Have you purchased from them lately? If so, yes I'd suggest it's because you're an existing customer. My understanding is they won't send to Oz anymore (for new accounts). This homeland security business is just a lame excuse, what difference would it make if someone has been buying for years or not? I could have set up an account years ago to buy a handful of nuts and that would then make me ok to send to forever after? I buy quite a bit from US companies and all are more than happy to send it, no homeland security pathetic excuses, and generally quite fast. The fact is MMC does have items subject to export restriction and so it's just easier for them to make a blanket statement about all exports to all countries. An interesting business model, clearly times are good there :rolleyes:

Pete

oldtiffie
06-09-2010, 01:06 AM
Originally Posted by form_change
I join others in throwing my support behind McMaster. They are willing to ship to Australia, although as I've been buying from them for some time I could come under the existing customer rule I guess.
Recently I found something that they wouldn't ship due to US regulations. I had some screws to do up on a job that were awkward to get to and wondered if anyone made a replacable tip screwdriver with a universal joint. Looking in the McMaster catalogue, of course someone did so I ordered one. I then got an email asking me to remove it from the order as it contained a 'hazardous substance'. I removed it but sent an email asking what the hazardous substance was (thinking that it's a screwdriver - the most hazardous bit is the person holding it). The answer came back that it had a magnet in it and so transport regulations meant that it couldn't be air freighted. Sounds a little screwed up to me...

Michael


Have you purchased from them lately? If so, yes I'd suggest it's because you're an existing customer. My understanding is they won't send to Oz anymore (for new accounts). This homeland security business is just a lame excuse, what difference would it make if someone has been buying for years or not? I could have set up an account years ago to buy a handful of nuts and that would then make me ok to send to forever after? I buy quite a bit from US companies and all are more than happy to send it, no homeland security pathetic excuses, and generally quite fast. The fact is MMC does have items subject to export restriction and so it's just easier for them to make a blanket statement about all exports to all countries. An interesting business model, clearly times are good there :rolleyes:

Pete

Michael.

I had an email from McM-C (USA) and another from BusyBee (Canada) declining my orders on what would have been new accounts - perhaps a year or so ago - for shipping to OZ.
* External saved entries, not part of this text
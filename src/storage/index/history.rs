//! Version ledger rows and branch pointers.
//!
//! Versions are append-only: the next number on a branch is always
//! `MAX(version) + 1`, so numbers stay gap-free and are never reused even
//! after the prompt row itself is gone.

use rusqlite::{Connection, OptionalExtension, Row, params};

use super::prompts::{from_sql_time, to_sql_time};
use crate::models::{Branch, PromptVersion};
use crate::storage::ContentHasher;
use crate::{Error, Result};

const VERSION_COLUMNS: &str =
    "id, prompt_id, branch, version, content, content_hash, change_reason, created_at";

const BRANCH_COLUMNS: &str = "name, prompt_id, head_version, parent_branch, created_at";

fn map_version_row(row: &Row<'_>) -> rusqlite::Result<PromptVersion> {
    Ok(PromptVersion {
        id: row.get(0)?,
        prompt_id: row.get(1)?,
        branch: row.get(2)?,
        version: row.get(3)?,
        content: row.get(4)?,
        content_hash: row.get(5)?,
        change_reason: row.get(6)?,
        created_at: from_sql_time(row.get(7)?),
    })
}

fn map_branch_row(row: &Row<'_>) -> rusqlite::Result<Branch> {
    Ok(Branch {
        name: row.get(0)?,
        prompt_id: row.get(1)?,
        head_version: row.get(2)?,
        parent_branch: row.get(3)?,
        created_at: from_sql_time(row.get(4)?),
    })
}

/// Highest version number recorded on a branch, 0 if none.
///
/// # Errors
///
/// Returns [`Error::Index`] if the query fails.
pub fn max_version(conn: &Connection, prompt_id: &str, branch: &str) -> Result<u32> {
    conn.query_row(
        "SELECT COALESCE(MAX(version), 0) FROM prompt_versions
         WHERE prompt_id = ?1 AND branch = ?2",
        params![prompt_id, branch],
        |row| row.get(0),
    )
    .map_err(|e| Error::index("max_version", e))
}

/// Appends the next version to a branch and moves the branch head onto it.
///
/// The branch row is created (without a parent) if it does not exist yet,
/// which is how `main` comes into being on a prompt's first version.
///
/// # Errors
///
/// Returns [`Error::Index`] if a statement fails.
pub fn append_version(
    conn: &Connection,
    prompt_id: &str,
    branch: &str,
    content: &str,
    change_reason: Option<&str>,
    created_at: u64,
) -> Result<PromptVersion> {
    let version = max_version(conn, prompt_id, branch)? + 1;
    let content_hash = ContentHasher::hash(content);

    conn.execute(
        "INSERT INTO prompt_versions
             (prompt_id, branch, version, content, content_hash, change_reason, created_at)
         VALUES (?1, ?2, ?3, ?4, ?5, ?6, ?7)",
        params![
            prompt_id,
            branch,
            version,
            content,
            content_hash,
            change_reason,
            to_sql_time(created_at)
        ],
    )
    .map_err(|e| Error::index("insert_version", e))?;
    let id = conn.last_insert_rowid();

    conn.execute(
        "INSERT INTO branches (prompt_id, name, head_version, parent_branch, created_at)
         VALUES (?1, ?2, ?3, NULL, ?4)
         ON CONFLICT(prompt_id, name) DO UPDATE SET head_version = excluded.head_version",
        params![prompt_id, branch, version, to_sql_time(created_at)],
    )
    .map_err(|e| Error::index("update_branch_head", e))?;

    Ok(PromptVersion {
        id,
        prompt_id: prompt_id.to_string(),
        branch: branch.to_string(),
        version,
        content: content.to_string(),
        content_hash,
        change_reason: change_reason.map(str::to_string),
        created_at,
    })
}

/// Versions of a branch, newest first, capped at `limit` when given.
///
/// # Errors
///
/// Returns [`Error::Index`] if the query fails.
pub fn list_versions(
    conn: &Connection,
    prompt_id: &str,
    branch: &str,
    limit: Option<usize>,
) -> Result<Vec<PromptVersion>> {
    let limit = limit.map_or(-1, |l| i64::try_from(l).unwrap_or(i64::MAX));
    let sql = format!(
        "SELECT {VERSION_COLUMNS} FROM prompt_versions
         WHERE prompt_id = ?1 AND branch = ?2
         ORDER BY version DESC
         LIMIT ?3"
    );
    let mut stmt = conn
        .prepare_cached(&sql)
        .map_err(|e| Error::index("prepare_list_versions", e))?;
    stmt.query_map(params![prompt_id, branch, limit], map_version_row)
        .map_err(|e| Error::index("list_versions", e))?
        .collect::<rusqlite::Result<_>>()
        .map_err(|e| Error::index("read_version_row", e))
}

/// One version of a branch.
///
/// # Errors
///
/// Returns [`Error::Index`] if the query fails.
pub fn get_version(
    conn: &Connection,
    prompt_id: &str,
    branch: &str,
    version: u32,
) -> Result<Option<PromptVersion>> {
    let sql = format!(
        "SELECT {VERSION_COLUMNS} FROM prompt_versions
         WHERE prompt_id = ?1 AND branch = ?2 AND version = ?3"
    );
    conn.query_row(&sql, params![prompt_id, branch, version], map_version_row)
        .optional()
        .map_err(|e| Error::index("get_version", e))
}

/// The last recorded point where `branch` and `other` held the same
/// content, as `(branch_version, other_version)`.
///
/// # Errors
///
/// Returns [`Error::Index`] if the query fails.
pub fn merge_base(
    conn: &Connection,
    prompt_id: &str,
    branch: &str,
    other: &str,
) -> Result<Option<(u32, u32)>> {
    conn.query_row(
        "SELECT version, other_version FROM merge_bases
         WHERE prompt_id = ?1 AND branch = ?2 AND other_branch = ?3",
        params![prompt_id, branch, other],
        |row| Ok((row.get(0)?, row.get(1)?)),
    )
    .optional()
    .map_err(|e| Error::index("get_merge_base", e))
}

/// Records that `branch` at `version` and `other` at `other_version` hold
/// the same content. Stored in both directions; replaces any earlier base
/// of the pair.
///
/// # Errors
///
/// Returns [`Error::Index`] if the upsert fails.
pub fn record_merge_base(
    conn: &Connection,
    prompt_id: &str,
    (branch, version): (&str, u32),
    (other, other_version): (&str, u32),
) -> Result<()> {
    let mut stmt = conn
        .prepare_cached(
            "INSERT INTO merge_bases (prompt_id, branch, version, other_branch, other_version)
             VALUES (?1, ?2, ?3, ?4, ?5)
             ON CONFLICT(prompt_id, branch, other_branch) DO UPDATE SET
                 version = excluded.version,
                 other_version = excluded.other_version",
        )
        .map_err(|e| Error::index("prepare_record_merge_base", e))?;
    stmt.execute(params![prompt_id, branch, version, other, other_version])
        .map_err(|e| Error::index("record_merge_base", e))?;
    stmt.execute(params![prompt_id, other, other_version, branch, version])
        .map_err(|e| Error::index("record_merge_base", e))?;
    Ok(())
}

/// Copies versions `1..=upto` of one branch onto another, keeping their
/// numbers, content, reasons, and timestamps. Returns the number copied.
///
/// # Errors
///
/// Returns [`Error::Index`] if the insert fails, including when the target
/// branch already has any of those numbers.
pub fn copy_versions(
    conn: &Connection,
    prompt_id: &str,
    from_branch: &str,
    to_branch: &str,
    upto: u32,
) -> Result<usize> {
    conn.execute(
        "INSERT INTO prompt_versions
             (prompt_id, branch, version, content, content_hash, change_reason, created_at)
         SELECT prompt_id, ?3, version, content, content_hash, change_reason, created_at
         FROM prompt_versions
         WHERE prompt_id = ?1 AND branch = ?2 AND version <= ?4
         ORDER BY version",
        params![prompt_id, from_branch, to_branch, upto],
    )
    .map_err(|e| Error::index("copy_versions", e))
}

/// One branch pointer.
///
/// # Errors
///
/// Returns [`Error::Index`] if the query fails.
pub fn get_branch(conn: &Connection, prompt_id: &str, name: &str) -> Result<Option<Branch>> {
    let sql = format!("SELECT {BRANCH_COLUMNS} FROM branches WHERE prompt_id = ?1 AND name = ?2");
    conn.query_row(&sql, params![prompt_id, name], map_branch_row)
        .optional()
        .map_err(|e| Error::index("get_branch", e))
}

/// Branches of a prompt, oldest first.
///
/// # Errors
///
/// Returns [`Error::Index`] if the query fails.
pub fn list_branches(conn: &Connection, prompt_id: &str) -> Result<Vec<Branch>> {
    let sql = format!(
        "SELECT {BRANCH_COLUMNS} FROM branches WHERE prompt_id = ?1 ORDER BY created_at, name"
    );
    let mut stmt = conn
        .prepare_cached(&sql)
        .map_err(|e| Error::index("prepare_list_branches", e))?;
    stmt.query_map(params![prompt_id], map_branch_row)
        .map_err(|e| Error::index("list_branches", e))?
        .collect::<rusqlite::Result<_>>()
        .map_err(|e| Error::index("read_branch_row", e))
}

/// Inserts a branch pointer.
///
/// # Errors
///
/// Returns [`Error::BranchAlreadyExists`] if the name is taken, or
/// [`Error::Index`] for other failures.
pub fn insert_branch(conn: &Connection, branch: &Branch) -> Result<()> {
    conn.execute(
        "INSERT INTO branches (prompt_id, name, head_version, parent_branch, created_at)
         VALUES (?1, ?2, ?3, ?4, ?5)",
        params![
            branch.prompt_id,
            branch.name,
            branch.head_version,
            branch.parent_branch,
            to_sql_time(branch.created_at)
        ],
    )
    .map_err(|e| match e.sqlite_error_code() {
        Some(rusqlite::ErrorCode::ConstraintViolation) => Error::BranchAlreadyExists {
            prompt_id: branch.prompt_id.clone(),
            branch: branch.name.clone(),
        },
        _ => Error::index("insert_branch", e),
    })?;
    Ok(())
}

/// Removes a branch pointer; its version rows stay. Returns `true` if a row
/// was deleted.
///
/// # Errors
///
/// Returns [`Error::Index`] if the delete fails.
pub fn delete_branch(conn: &Connection, prompt_id: &str, name: &str) -> Result<bool> {
    conn.execute(
        "DELETE FROM merge_bases WHERE prompt_id = ?1 AND (branch = ?2 OR other_branch = ?2)",
        params![prompt_id, name],
    )
    .map_err(|e| Error::index("delete_merge_bases", e))?;
    conn.execute(
        "DELETE FROM branches WHERE prompt_id = ?1 AND name = ?2",
        params![prompt_id, name],
    )
    .map(|n| n > 0)
    .map_err(|e| Error::index("delete_branch", e))
}

/// Removes every version, branch, and merge base row of a prompt.
///
/// # Errors
///
/// Returns [`Error::Index`] if a delete fails.
pub fn purge(conn: &Connection, prompt_id: &str) -> Result<()> {
    conn.execute(
        "DELETE FROM prompt_versions WHERE prompt_id = ?1",
        params![prompt_id],
    )
    .map_err(|e| Error::index("purge_versions", e))?;
    conn.execute("DELETE FROM branches WHERE prompt_id = ?1", params![prompt_id])
        .map_err(|e| Error::index("purge_branches", e))?;
    conn.execute("DELETE FROM merge_bases WHERE prompt_id = ?1", params![prompt_id])
        .map_err(|e| Error::index("purge_merge_bases", e))?;
    Ok(())
}

#[cfg(test)]
mod tests {
    use super::*;
    use crate::storage::migrations::{MIGRATIONS, MigrationRunner};

    fn conn() -> Connection {
        let conn = Connection::open_in_memory().unwrap();
        MigrationRunner::new(&conn).run(MIGRATIONS).unwrap();
        conn
    }

    #[test]
    fn test_append_numbers_versions_sequentially() {
        let conn = conn();
        for (i, text) in ["a", "b", "c"].iter().enumerate() {
            let v = append_version(&conn, "p", "main", text, None, 10).unwrap();
            assert_eq!(v.version, u32::try_from(i + 1).unwrap());
            assert_eq!(v.content_hash, ContentHasher::hash(text));
        }

        let branch = get_branch(&conn, "p", "main").unwrap().unwrap();
        assert_eq!(branch.head_version, 3);
        assert_eq!(branch.parent_branch, None);
    }

    #[test]
    fn test_list_versions_newest_first_with_limit() {
        let conn = conn();
        for text in ["a", "b", "c"] {
            append_version(&conn, "p", "main", text, Some("edit"), 10).unwrap();
        }

        let all = list_versions(&conn, "p", "main", None).unwrap();
        assert_eq!(
            all.iter().map(|v| v.version).collect::<Vec<_>>(),
            vec![3, 2, 1]
        );
        assert_eq!(list_versions(&conn, "p", "main", Some(2)).unwrap().len(), 2);
        assert!(list_versions(&conn, "p", "other", None).unwrap().is_empty());
    }

    #[test]
    fn test_branches_number_independently() {
        let conn = conn();
        append_version(&conn, "p", "main", "a", None, 10).unwrap();
        append_version(&conn, "p", "main", "b", None, 10).unwrap();
        let dev = append_version(&conn, "p", "dev", "x", None, 10).unwrap();
        assert_eq!(dev.version, 1);
    }

    #[test]
    fn test_copy_versions_shares_history() {
        let conn = conn();
        for text in ["a", "b", "c"] {
            append_version(&conn, "p", "main", text, None, 10).unwrap();
        }

        assert_eq!(copy_versions(&conn, "p", "main", "dev", 2).unwrap(), 2);
        let copied = get_version(&conn, "p", "dev", 2).unwrap().unwrap();
        assert_eq!(copied.content, "b");
        assert!(get_version(&conn, "p", "dev", 3).unwrap().is_none());
    }

    #[test]
    fn test_merge_base_recorded_both_ways() {
        let conn = conn();
        assert_eq!(merge_base(&conn, "p", "main", "dev").unwrap(), None);

        record_merge_base(&conn, "p", ("main", 2), ("dev", 2)).unwrap();
        record_merge_base(&conn, "p", ("main", 4), ("dev", 3)).unwrap();
        assert_eq!(merge_base(&conn, "p", "main", "dev").unwrap(), Some((4, 3)));
        assert_eq!(merge_base(&conn, "p", "dev", "main").unwrap(), Some((3, 4)));

        append_version(&conn, "p", "dev", "a", None, 10).unwrap();
        delete_branch(&conn, "p", "dev").unwrap();
        assert_eq!(merge_base(&conn, "p", "main", "dev").unwrap(), None);
    }

    #[test]
    fn test_insert_branch_twice_conflicts() {
        let conn = conn();
        let branch = Branch {
            name: "dev".to_string(),
            prompt_id: "p".to_string(),
            head_version: 1,
            parent_branch: Some("main".to_string()),
            created_at: 10,
        };
        insert_branch(&conn, &branch).unwrap();
        assert!(matches!(
            insert_branch(&conn, &branch),
            Err(Error::BranchAlreadyExists { .. })
        ));
    }

    #[test]
    fn test_delete_branch_keeps_versions() {
        let conn = conn();
        append_version(&conn, "p", "dev", "a", None, 10).unwrap();
        assert!(delete_branch(&conn, "p", "dev").unwrap());
        assert!(get_branch(&conn, "p", "dev").unwrap().is_none());
        assert_eq!(max_version(&conn, "p", "dev").unwrap(), 1);
    }

    #[test]
    fn test_purge_removes_everything() {
        let conn = conn();
        append_version(&conn, "p", "main", "a", None, 10).unwrap();
        append_version(&conn, "q", "main", "a", None, 10).unwrap();
        purge(&conn, "p").unwrap();

        assert!(list_versions(&conn, "p", "main", None).unwrap().is_empty());
        assert!(list_branches(&conn, "p").unwrap().is_empty());
        assert_eq!(list_versions(&conn, "q", "main", None).unwrap().len(), 1);
    }
}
I have had no similar problems with most other suppliers in the USA, Canada, UK and Europe.

The worst most recent one was when I went to the "Starrett" OZ web site for some literature but got automatically flick-passed to the USA site which not only required me to register but to include a USA state and post-code - which I could not do and so it fell in a heap. I was going to email or phone Starrett OZ but it was more trouble than it was worth so I forgot it and moved on.

PeteF
06-09-2010, 01:20 AM
I was going to email or phone Starrett OZ but it was more trouble than it was worth so I forgot it and moved on.

... no surprise people are buying Mitutoyo instead :D

lost_cause
06-09-2010, 09:24 PM
food grade pvc tubing to canada? clearly there was a maple syrup crime in the making. thousands of lives were probably saved.